Dare i frutti è la nostra vera felicità
«Quando verrà dunque il padrone della vigna, che cosa farà a quei contadini?». Gli risposero: «Quei malvagi, li farà morire miseramente e darà in affitto la vigna ad altri contadini, che gli consegneranno i frutti a suo tempo». Matteo 21,33-43
L a parabola dei vignaioli omicidi è tragica e inquietante, ma è saggio considerarla con attenzione, anche se non è nei primi posti nelle scelte, per esempio dei matrimoni. Non è quel tipo di testo che in genere un sacerdote desideri commentare… e si sbaglia. Vediamo perché. È la storia di un padrone che dota una vigna di tutto quello che serve per essere ben coltivata. Questa è una citazione di un passo di Isaia che troviamo nella prima lettura. In quel caso era la vigna stessa che produceva frutti amari, mentre Gesù sposta l’attenzione sui contadini cui la vigna è affidata, i quali ne gestiscono i frutti in modo disonesto e violento. In Isaia la cattiva risposta della vigna si risolve in un annunzio di sventura. Spesso nel Nuovo Testamento questo tipo di tono sparisce, ma non qui, dove Gesù rimarca con rinnovata durezza quelle minacce, che ora sono rivolte non più a una vigna simbolica, ma a vignaioli criminali. A cosa serve tutto questo? C’è da domandarsi una cosa: il padrone, che è il Padre celeste, ha diritto di chiedere frutti? Pensiamoci bene: Dio ha diritto di bussare alla mia porta e chiedermi cosa sto facendo della vita che mi ha regalato? Dio ha diritto di vagliarmi e chiedermi se sto corrispondendo ai doni che mi ha fatto? È giusto che il Signore chieda frutti a tutta la sua Chiesa, che è la sua vigna? Prima di rispondere, proviamo a fare un’altra domanda: ma Dio viene davvero a chiedere frutto? Sì. Molte volte. Bussa alla mia porta in tutti quelli che mi circondano e mi chiedono di dare frutto, come uomo, come fratello, come padre, come cristiano, come prete o quel che sia. Mille volte Dio sta nascosto in un figlio che chiede di entrare nella sfida paziente della relazione, o in un parente anziano o malato che con la sua esistenza chiede: c’è un po’ di amore per me nel tuo cuore?
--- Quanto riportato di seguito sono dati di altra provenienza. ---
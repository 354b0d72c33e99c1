//! Shared test fixtures for the action framework

use std::collections::HashMap;

use chrono::{NaiveDate, NaiveDateTime};
use hearth_core::{Address, CorrelationId, Message, Model, Value};

use crate::action::{Action, ActionError, ActionResult};
use crate::context::ActionContext;

/// Action context recording every outbound message
pub struct TestActionContext {
    pub now: NaiveDateTime,
    pub models: Vec<Model>,
    pub variables: HashMap<String, Value>,
    pub sent: Vec<(Address, Message)>,
    pub broadcasts: Vec<Message>,
    pub requests: Vec<(Address, Message)>,
}

impl TestActionContext {
    pub fn new() -> Self {
        TestActionContext {
            now: NaiveDate::from_ymd_opt(2026, 3, 2)
                .unwrap()
                .and_hms_opt(12, 0, 0)
                .unwrap(),
            models: Vec::new(),
            variables: HashMap::new(),
            sent: Vec::new(),
            broadcasts: Vec::new(),
            requests: Vec::new(),
        }
    }
}

impl ActionContext for TestActionContext {
    fn local_time(&self) -> NaiveDateTime {
        self.now
    }

    fn models(&self) -> Vec<Model> {
        self.models.clone()
    }

    fn get_variable(&self, name: &str) -> Option<Value> {
        self.variables.get(name).cloned()
    }

    fn set_variable(&mut self, name: &str, value: Value) -> Option<Value> {
        self.variables.insert(name.to_string(), value)
    }

    fn remove_variable(&mut self, name: &str) -> Option<Value> {
        self.variables.remove(name)
    }

    fn send(&mut self, to: &Address, message: Message) {
        self.sent.push((to.clone(), message));
    }

    fn broadcast(&mut self, message: Message) {
        self.broadcasts.push(message);
    }

    fn request(&mut self, to: &Address, message: Message) -> CorrelationId {
        self.requests.push((to.clone(), message));
        CorrelationId::generate()
    }
}

/// Action that records its executions into a context variable list
pub struct MarkerAction {
    pub name: &'static str,
}

impl Action for MarkerAction {
    fn description(&self) -> String {
        format!("marker[{}]", self.name)
    }

    fn execute(&self, ctx: &mut dyn ActionContext) -> ActionResult<()> {
        let mut log = ctx
            .get_variable("executed")
            .and_then(|v| v.as_array().cloned())
            .unwrap_or_default();
        log.push(Value::String(self.name.to_string()));
        ctx.set_variable("executed", Value::Array(log));
        Ok(())
    }
}

/// Action that always fails
pub struct FailingAction;

impl Action for FailingAction {
    fn description(&self) -> String {
        "failing".to_string()
    }

    fn execute(&self, _ctx: &mut dyn ActionContext) -> ActionResult<()> {
        Err(ActionError::Execution("boom".to_string()))
    }
}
IL DIRITTO DI CHIEDERE. Dio ha piantato tanto nella vita di tutti noi. Siamo stati amati, perdonati, accolti e abbiamo ricevuto molto… per arrivare all’amore. Un coniuge chiede frutto, un amico chiede frutto, ed è giusto perché la gente ha diritto, per esempio, di trovare in un prete un uomo di Dio e non uno zitello individualista e narciso, e una bimba ha diritto di trovare in una madre una donna adulta che si sappia trascendere e che le insegni la tenerezza. Quando qualcuno non trova questo nel suo prete o in sua madre, se si lamenta ha ragione. Ci sono dei frutti che la stessa umanità chiede a buon diritto di fornire. Ma poi ci sono i doni della Vigna del Padrone, che è il suo Popolo santo, la missione che ci afda e tutto quello che ci è dato come cristiani. Il mondo chiede conto alla Chiesa dell’amore di cui parla, che non siano chiacchiere. Vale la pena di misurarsi con la serietà di questo testo, perché dare i frutti è la nostra felicità più grande, e, di contro, ragionare in modo rapace e autoreferenziale come i contadini vuol dire trasformare la vita in una porcheria. Siamo nati per amare, e solo l’amore vero, che viene da Cristo, ci può dare gioia vera. È bello dare frutto.